Kango stared at the tiny viewscreen. “Which means,” he said again, “we can do something super super SUPER clever.” He jabbed all the buttons again (causing Noreen to go “ow”), and then something did happen: a great purple-and-yellow splotch opened up directly behind the Spicy Meatball, and all of the ships chasing them were stopped dead. A large number of the pursuit ships even crashed into each other because they had been flying in too tight a formation.
“So long, cultists!” Kango shouted. He turned to Sharon, still grinning. “I created a Local Embarrassment, which collided with the Temporary Embarrassment fields that those ships were already generating, and set up a chain reaction in which this region of spacetime became Incredibly Embarrassed. Which means…”
“…none of those ships will be going anywhere for a while,” Sharon said.
“See what I mean? I may only have one cell, but it’s a brain cell.” He whooped and did an impromptu dance in his seat. “Like I said: You’re the stealthy one, I’m the flashy one.”
“I’m the one who needs an epic shower.” Sharon pulled at all the crap glued to her head while also putting the stolen synchrotrix safely into a padded strongbox. She was still tugging at the remains of her headgear when she moved toward the rear of the ship in search of its one bathroom, and she noticed something moving in the laundry compartment.
“Hey, Kango?” Sharon whispered as she came back into the flight deck. “I think we have another problem.”
She put her finger to her lips, then led him back to the laundry area, where she pulled the compartment open with a sudden tug to reveal a slender young woman curled up in a pile of dirty flight suits, wearing the full headgear of an acolyte of The Vastness. The girl looked up at them.
“Praise The Vastness,” she said. “Have we left the ring yet? I yearn to help you spread the good word about The Vastness to the rest of the galaxy! All hail The Vastness!”
Sharon and Kango just looked at each other, as if each trying to figure out how they could make this the other one’s fault.

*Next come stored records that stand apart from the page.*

//! Kernel error types

use sgnsim_fixed_point::FixedPointError;
use thiserror::Error;

#[derive(Error, Debug)]
pub enum SimError {
    #[error("Combinational loop through blocks: {}", .blocks.join(" -> "))]
    CombinationalLoop { blocks: Vec<String> },

    #[error("Signal '{signal}' is driven by more than one block ('{first}' and '{second}')")]
    MultipleDrivers {
        signal: String,
        first: String,
        second: String,
    },

    #[error("Signal '{signal}' is driven by block '{block}' and cannot be written by a task")]
    DrivenByBlock { signal: String, block: String },

    #[error("Block '{block}' wrote undeclared output '{signal}'")]
    UndeclaredOutput { block: String, signal: String },

    #[error("Type mismatch on signal '{signal}': expected {expected}, found {found}")]
    TypeMismatch {
        signal: String,
        expected: &'static str,
        found: &'static str,
    },

    #[error("Unknown signal id {0}")]
    UnknownSignal(usize),

    #[error("Task '{task}' waited on an empty join")]
    EmptyJoin { task: String },

    #[error("Delta cycle limit ({limit}) exceeded at time {time}")]
    DeltaLimit { time: u64, limit: usize },

    #[error("Virtual time overflow at {time} + {delay}")]
    TimeOverflow { time: u64, delay: u64 },

    #[error("Invalid configuration: {0}")]
    Config(String),

    #[error("Fixed-point error: {0}")]
    FixedPoint(#[from] FixedPointError),

    #[error("Task '{task}' failed: {message}")]
    Task { task: String, message: String },
}

impl SimError {
    /// Wrap a foreign error raised inside a task
    pub fn task(task: impl Into<String>, err: impl std::fmt::Display) -> Self {
        Self::Task {
            task: task.into(),
            message: err.to_string(),
        }
    }
}

pub type Result<T> = std::result::Result<T, SimError>;
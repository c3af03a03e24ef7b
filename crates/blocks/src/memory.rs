//! Simulated memory bank
//!
//! A clocked key-value store with one read port and one write port. Each port
//! has a strobe that the requester raises and the bank clears on the rising
//! clock edge that serves it, so the requester can wait on the strobe's
//! falling edge.

use std::cell::RefCell;
use std::collections::HashMap;
use std::rc::Rc;

use sgnsim_fixed_point::{Fixed, FixedFormat};
use sgnsim_kernel::{Netlist, Process, Resume, Result, Signal, TaskContext, Wait};
use tracing::debug;

/// Backing storage of a memory bank
#[derive(Debug, Clone, Default)]
pub struct MemoryStore {
    cells: HashMap<u64, Fixed>,
}

impl MemoryStore {
    pub fn new() -> Self {
        Self::default()
    }

    /// Stored value at `addr`, or `default` if the address was never written
    pub fn read(&self, addr: u64, default: Fixed) -> Fixed {
        self.cells.get(&addr).copied().unwrap_or(default)
    }

    pub fn write(&mut self, addr: u64, value: Fixed) {
        self.cells.insert(addr, value);
    }

    pub fn get(&self, addr: u64) -> Option<Fixed> {
        self.cells.get(&addr).copied()
    }

    pub fn len(&self) -> usize {
        self.cells.len()
    }

    pub fn is_empty(&self) -> bool {
        self.cells.is_empty()
    }
}

/// Storage handle shared between a bank and whoever inspects it after a run
pub type SharedStore = Rc<RefCell<MemoryStore>>;

/// Signals of one memory bank
#[derive(Debug, Clone, Copy)]
pub struct MemoryPorts {
    pub data_out: Signal<Fixed>,
    pub data_in: Signal<Fixed>,
    /// Value returned on a miss, sampled when the read is served
    pub default: Signal<Fixed>,
    pub read_addr: Signal<u64>,
    pub write_addr: Signal<u64>,
    /// Read strobe, cleared by the bank
    pub rd: Signal<bool>,
    /// Write strobe, cleared by the bank
    pub wr: Signal<bool>,
}

impl MemoryPorts {
    /// Declare the port signals of a bank named `prefix`
    pub fn declare(net: &mut Netlist, prefix: &str, format: FixedFormat, default: Fixed) -> Self {
        let zero = Fixed::zero(format);
        Self {
            data_out: net.signal(format!("{}.dout", prefix), zero),
            data_in: net.signal(format!("{}.din", prefix), zero),
            default: net.signal(format!("{}.default", prefix), default.requantize(format)),
            read_addr: net.signal(format!("{}.raddr", prefix), 0u64),
            write_addr: net.signal(format!("{}.waddr", prefix), 0u64),
            rd: net.signal(format!("{}.rd", prefix), false),
            wr: net.signal(format!("{}.wr", prefix), false),
        }
    }
}

/// Clocked memory bank process.
///
/// On every rising edge of `clk`: a pending write stores `data_in` at
/// `write_addr` and clears `wr`; then a pending read drives `data_out` with the
/// value at `read_addr` (or the live `default` on a miss) and clears `rd`.
pub struct MemoryBank {
    name: String,
    ports: MemoryPorts,
    clk: Signal<bool>,
    store: SharedStore,
}

impl MemoryBank {
    pub fn new(name: impl Into<String>, ports: MemoryPorts, clk: Signal<bool>) -> Self {
        Self::with_store(name, ports, clk, Rc::new(RefCell::new(MemoryStore::new())))
    }

    pub fn with_store(
        name: impl Into<String>,
        ports: MemoryPorts,
        clk: Signal<bool>,
        store: SharedStore,
    ) -> Self {
        Self {
            name: name.into(),
            ports,
            clk,
            store,
        }
    }

    pub fn store(&self) -> SharedStore {
        Rc::clone(&self.store)
    }

    fn serve(&mut self, ctx: &mut TaskContext<'_>) -> Result<()> {
        let p = self.ports;

        if ctx.get(p.wr)? {
            let addr = ctx.get(p.write_addr)?;
            let value = ctx.get(p.data_in)?;
            self.store.borrow_mut().write(addr, value);
            ctx.set(p.wr, false)?;
            debug!(bank = %self.name, time = ctx.now(), addr, value = %value, "write");
        }

        if ctx.get(p.rd)? {
            let addr = ctx.get(p.read_addr)?;
            let default = ctx.get(p.default)?;
            let value = self.store.borrow().read(addr, default);
            ctx.set(p.data_out, value)?;
            ctx.set(p.rd, false)?;
            debug!(bank = %self.name, time = ctx.now(), addr, value = %value, "read");
        }

        Ok(())
    }
}

impl Process for MemoryBank {
    fn name(&self) -> &str {
        &self.name
    }

    fn resume(&mut self, ctx: &mut TaskContext<'_>, reason: Resume) -> Result<Wait> {
        if reason != Resume::Start {
            self.serve(ctx)?;
        }
        Ok(Wait::rising(self.clk))
    }
}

Sharon and Kango had known each other all their lives, and they were sort of married and sort of united by a shared dream. If a single-celled organism could have a sexual relationship with anybody, Kango would have made it happen with Sharon. And yet, a lot of the time, they kind of hated each other. Cooped up with Noreen on the Spicy Meatball, when they weren’t being chased by literal-minded cyborgs or sprayed with brainjuice from the brainbeasts of Noth, they started going a little crazy. Kango would start trying to osmose the seat cushions and Sharon would invent terrible games. They were all they had, but they were kind of bad for each other all the same. Space was lonely, and surprisingly smelly, at least if you were inside a ship with artificial life support.